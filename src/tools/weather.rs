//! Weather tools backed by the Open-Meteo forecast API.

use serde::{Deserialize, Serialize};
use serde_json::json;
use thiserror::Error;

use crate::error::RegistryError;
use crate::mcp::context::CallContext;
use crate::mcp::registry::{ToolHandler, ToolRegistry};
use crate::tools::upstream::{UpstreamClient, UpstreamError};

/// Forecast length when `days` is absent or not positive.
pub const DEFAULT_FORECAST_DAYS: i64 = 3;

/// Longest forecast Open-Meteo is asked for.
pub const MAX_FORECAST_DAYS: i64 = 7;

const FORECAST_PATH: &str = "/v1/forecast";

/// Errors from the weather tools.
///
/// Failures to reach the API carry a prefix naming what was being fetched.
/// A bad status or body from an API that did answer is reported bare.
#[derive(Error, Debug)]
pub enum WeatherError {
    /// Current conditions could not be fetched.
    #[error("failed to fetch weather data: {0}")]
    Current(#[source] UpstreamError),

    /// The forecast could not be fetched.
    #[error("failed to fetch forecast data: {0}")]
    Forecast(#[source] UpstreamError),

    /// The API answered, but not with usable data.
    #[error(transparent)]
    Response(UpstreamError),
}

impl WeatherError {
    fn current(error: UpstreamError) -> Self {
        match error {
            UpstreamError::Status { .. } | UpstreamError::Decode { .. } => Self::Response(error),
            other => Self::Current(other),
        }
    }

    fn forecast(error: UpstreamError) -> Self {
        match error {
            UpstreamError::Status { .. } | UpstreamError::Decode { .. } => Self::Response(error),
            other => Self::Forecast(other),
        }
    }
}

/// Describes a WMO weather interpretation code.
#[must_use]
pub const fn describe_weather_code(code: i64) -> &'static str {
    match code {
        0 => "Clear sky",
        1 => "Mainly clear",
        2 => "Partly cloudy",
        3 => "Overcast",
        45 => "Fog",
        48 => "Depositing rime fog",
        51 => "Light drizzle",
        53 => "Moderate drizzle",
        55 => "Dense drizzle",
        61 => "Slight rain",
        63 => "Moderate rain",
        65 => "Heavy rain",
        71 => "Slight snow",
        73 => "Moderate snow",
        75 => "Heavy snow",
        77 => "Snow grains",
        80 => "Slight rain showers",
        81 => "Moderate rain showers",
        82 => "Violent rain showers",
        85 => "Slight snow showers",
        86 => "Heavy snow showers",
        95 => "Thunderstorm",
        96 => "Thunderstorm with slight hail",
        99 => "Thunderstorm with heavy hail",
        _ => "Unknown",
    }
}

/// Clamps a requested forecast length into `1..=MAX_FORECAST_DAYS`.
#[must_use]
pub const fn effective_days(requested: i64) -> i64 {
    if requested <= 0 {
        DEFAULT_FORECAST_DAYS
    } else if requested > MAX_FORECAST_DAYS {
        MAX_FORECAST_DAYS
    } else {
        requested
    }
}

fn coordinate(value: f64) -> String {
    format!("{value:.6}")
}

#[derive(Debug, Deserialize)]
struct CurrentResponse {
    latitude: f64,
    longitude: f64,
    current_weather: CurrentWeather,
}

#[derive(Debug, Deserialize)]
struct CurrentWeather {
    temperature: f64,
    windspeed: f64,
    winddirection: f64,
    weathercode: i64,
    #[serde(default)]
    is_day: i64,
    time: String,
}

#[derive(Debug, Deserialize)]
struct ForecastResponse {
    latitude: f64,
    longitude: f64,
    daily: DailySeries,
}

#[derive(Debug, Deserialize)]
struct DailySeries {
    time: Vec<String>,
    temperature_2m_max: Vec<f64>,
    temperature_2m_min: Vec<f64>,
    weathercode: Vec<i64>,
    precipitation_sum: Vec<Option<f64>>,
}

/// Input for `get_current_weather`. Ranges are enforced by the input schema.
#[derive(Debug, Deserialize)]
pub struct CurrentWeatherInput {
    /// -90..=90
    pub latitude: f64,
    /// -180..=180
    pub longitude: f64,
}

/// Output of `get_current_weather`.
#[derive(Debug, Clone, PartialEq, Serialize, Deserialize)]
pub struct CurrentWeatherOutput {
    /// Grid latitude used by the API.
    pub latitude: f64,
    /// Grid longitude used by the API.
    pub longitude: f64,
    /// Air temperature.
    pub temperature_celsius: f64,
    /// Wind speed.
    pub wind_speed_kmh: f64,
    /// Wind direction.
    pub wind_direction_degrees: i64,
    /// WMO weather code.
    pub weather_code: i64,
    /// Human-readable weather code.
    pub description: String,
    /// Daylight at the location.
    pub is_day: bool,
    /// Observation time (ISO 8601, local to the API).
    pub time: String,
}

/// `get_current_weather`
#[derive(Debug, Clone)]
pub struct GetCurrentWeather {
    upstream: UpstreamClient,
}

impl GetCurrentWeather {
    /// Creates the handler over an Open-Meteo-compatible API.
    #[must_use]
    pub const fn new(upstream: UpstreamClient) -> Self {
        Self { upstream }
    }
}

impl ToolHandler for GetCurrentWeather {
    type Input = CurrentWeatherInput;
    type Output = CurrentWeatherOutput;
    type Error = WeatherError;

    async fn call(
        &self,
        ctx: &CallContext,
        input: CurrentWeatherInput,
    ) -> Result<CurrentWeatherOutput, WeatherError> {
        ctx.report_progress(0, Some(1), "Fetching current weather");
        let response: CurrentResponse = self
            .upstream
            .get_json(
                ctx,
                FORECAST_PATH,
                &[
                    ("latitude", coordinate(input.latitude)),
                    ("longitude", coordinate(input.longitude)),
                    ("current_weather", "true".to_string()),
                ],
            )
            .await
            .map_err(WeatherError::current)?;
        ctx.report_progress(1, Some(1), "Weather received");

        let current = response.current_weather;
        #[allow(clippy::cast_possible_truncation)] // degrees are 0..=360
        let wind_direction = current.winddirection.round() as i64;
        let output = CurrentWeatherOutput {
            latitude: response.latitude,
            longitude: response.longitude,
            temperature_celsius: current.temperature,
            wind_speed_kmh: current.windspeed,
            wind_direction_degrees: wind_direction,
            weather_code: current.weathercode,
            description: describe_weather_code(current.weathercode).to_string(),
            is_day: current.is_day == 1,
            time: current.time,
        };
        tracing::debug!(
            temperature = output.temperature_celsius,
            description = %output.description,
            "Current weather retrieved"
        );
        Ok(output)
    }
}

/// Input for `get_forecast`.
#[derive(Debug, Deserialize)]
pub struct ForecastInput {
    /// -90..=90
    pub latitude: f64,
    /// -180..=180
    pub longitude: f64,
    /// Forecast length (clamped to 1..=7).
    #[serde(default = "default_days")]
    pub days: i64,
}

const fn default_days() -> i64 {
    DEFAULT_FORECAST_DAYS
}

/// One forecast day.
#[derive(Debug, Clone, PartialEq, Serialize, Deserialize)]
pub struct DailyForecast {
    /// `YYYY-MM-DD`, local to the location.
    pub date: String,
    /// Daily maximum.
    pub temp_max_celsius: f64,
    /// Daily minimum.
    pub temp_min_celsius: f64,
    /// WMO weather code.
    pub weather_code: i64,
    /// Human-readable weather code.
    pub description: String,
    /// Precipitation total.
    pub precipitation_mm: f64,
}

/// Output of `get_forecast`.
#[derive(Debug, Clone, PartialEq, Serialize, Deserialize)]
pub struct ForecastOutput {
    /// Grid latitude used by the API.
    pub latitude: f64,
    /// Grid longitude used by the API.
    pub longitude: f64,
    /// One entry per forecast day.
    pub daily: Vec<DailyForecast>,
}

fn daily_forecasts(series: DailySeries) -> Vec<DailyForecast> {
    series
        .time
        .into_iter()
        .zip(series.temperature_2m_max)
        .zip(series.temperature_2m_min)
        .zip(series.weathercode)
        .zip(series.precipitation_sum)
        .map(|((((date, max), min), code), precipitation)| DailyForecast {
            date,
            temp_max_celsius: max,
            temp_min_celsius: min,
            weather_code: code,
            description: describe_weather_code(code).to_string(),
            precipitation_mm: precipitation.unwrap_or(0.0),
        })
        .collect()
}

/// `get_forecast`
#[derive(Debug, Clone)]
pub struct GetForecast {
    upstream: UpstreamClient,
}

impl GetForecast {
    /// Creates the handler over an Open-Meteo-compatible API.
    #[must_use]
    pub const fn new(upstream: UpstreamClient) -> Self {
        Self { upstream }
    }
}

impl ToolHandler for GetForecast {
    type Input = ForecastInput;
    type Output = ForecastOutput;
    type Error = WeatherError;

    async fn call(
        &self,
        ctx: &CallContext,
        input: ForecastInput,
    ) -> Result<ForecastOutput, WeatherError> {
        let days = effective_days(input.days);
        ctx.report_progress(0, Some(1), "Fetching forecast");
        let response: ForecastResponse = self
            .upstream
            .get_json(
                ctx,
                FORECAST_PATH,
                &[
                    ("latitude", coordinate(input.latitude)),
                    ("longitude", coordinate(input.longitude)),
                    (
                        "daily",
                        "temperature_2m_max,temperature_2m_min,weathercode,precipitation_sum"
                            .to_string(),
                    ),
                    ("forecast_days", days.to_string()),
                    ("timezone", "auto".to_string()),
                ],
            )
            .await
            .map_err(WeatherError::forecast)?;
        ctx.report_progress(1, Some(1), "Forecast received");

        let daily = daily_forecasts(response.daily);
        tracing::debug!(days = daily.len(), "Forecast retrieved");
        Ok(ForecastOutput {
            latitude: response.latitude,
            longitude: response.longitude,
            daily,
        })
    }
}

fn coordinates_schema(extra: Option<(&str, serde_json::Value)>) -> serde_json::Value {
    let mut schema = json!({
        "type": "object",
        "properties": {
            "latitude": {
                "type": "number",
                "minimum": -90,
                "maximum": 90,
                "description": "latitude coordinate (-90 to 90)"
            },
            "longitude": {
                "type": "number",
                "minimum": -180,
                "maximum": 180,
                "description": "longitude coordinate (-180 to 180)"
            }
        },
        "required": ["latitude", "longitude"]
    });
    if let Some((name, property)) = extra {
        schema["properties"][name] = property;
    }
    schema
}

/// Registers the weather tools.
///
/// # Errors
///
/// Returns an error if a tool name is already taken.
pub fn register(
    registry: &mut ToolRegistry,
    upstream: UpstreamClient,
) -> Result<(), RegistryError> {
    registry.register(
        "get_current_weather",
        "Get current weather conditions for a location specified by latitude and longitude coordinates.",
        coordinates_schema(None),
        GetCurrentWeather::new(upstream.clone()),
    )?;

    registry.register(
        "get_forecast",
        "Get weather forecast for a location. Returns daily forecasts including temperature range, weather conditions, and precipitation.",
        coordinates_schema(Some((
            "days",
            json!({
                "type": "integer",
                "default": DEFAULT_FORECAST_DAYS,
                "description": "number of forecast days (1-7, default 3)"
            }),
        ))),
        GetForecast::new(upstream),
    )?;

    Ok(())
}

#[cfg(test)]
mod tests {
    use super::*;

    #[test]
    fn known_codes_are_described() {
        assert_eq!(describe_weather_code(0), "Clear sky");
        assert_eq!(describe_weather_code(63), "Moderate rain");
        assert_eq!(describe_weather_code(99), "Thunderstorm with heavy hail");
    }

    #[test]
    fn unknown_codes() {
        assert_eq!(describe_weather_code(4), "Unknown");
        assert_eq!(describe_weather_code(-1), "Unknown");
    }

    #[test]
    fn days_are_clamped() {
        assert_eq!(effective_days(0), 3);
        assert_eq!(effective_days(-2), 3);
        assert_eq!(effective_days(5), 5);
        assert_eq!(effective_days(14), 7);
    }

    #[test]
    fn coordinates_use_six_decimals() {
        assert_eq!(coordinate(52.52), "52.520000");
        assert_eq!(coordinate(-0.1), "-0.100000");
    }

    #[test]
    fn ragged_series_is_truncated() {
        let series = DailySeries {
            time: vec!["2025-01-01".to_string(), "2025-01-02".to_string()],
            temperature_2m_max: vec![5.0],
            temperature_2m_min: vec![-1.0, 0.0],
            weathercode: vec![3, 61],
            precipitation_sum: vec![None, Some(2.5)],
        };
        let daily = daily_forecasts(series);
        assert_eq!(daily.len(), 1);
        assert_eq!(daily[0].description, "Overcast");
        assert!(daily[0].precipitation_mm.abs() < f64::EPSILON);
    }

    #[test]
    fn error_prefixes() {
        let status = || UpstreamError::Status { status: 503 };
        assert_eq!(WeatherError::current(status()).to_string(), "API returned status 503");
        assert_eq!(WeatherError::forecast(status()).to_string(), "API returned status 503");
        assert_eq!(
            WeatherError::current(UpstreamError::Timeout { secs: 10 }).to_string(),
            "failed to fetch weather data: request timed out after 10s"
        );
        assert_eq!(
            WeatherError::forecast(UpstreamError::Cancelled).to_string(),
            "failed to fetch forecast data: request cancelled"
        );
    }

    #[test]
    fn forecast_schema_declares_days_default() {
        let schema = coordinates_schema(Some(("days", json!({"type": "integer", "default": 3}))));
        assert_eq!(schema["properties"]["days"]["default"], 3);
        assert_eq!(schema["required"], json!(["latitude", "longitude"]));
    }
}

:::::

▸ WHAT TO WORK ON: Output, from the data above, the lines from the line with "Open-Meteo forecast API." to the line with "#[error(transparent)]" exactly as they stand, both ends included and nothing else.

▸ TASK RESPONSE:
//! Weather tools backed by the Open-Meteo forecast API.

use serde::{Deserialize, Serialize};
use serde_json::json;
use thiserror::Error;

use crate::error::RegistryError;
use crate::mcp::context::CallContext;
use crate::mcp::registry::{ToolHandler, ToolRegistry};
use crate::tools::upstream::{UpstreamClient, UpstreamError};

/// Forecast length when `days` is absent or not positive.
pub const DEFAULT_FORECAST_DAYS: i64 = 3;

/// Longest forecast Open-Meteo is asked for.
pub const MAX_FORECAST_DAYS: i64 = 7;

const FORECAST_PATH: &str = "/v1/forecast";

/// Errors from the weather tools.
///
/// Failures to reach the API carry a prefix naming what was being fetched.
/// A bad status or body from an API that did answer is reported bare.
#[derive(Error, Debug)]
pub enum WeatherError {
    /// Current conditions could not be fetched.
    #[error("failed to fetch weather data: {0}")]
    Current(#[source] UpstreamError),

    /// The forecast could not be fetched.
    #[error("failed to fetch forecast data: {0}")]
    Forecast(#[source] UpstreamError),

    /// The API answered, but not with usable data.
    #[error(transparent)]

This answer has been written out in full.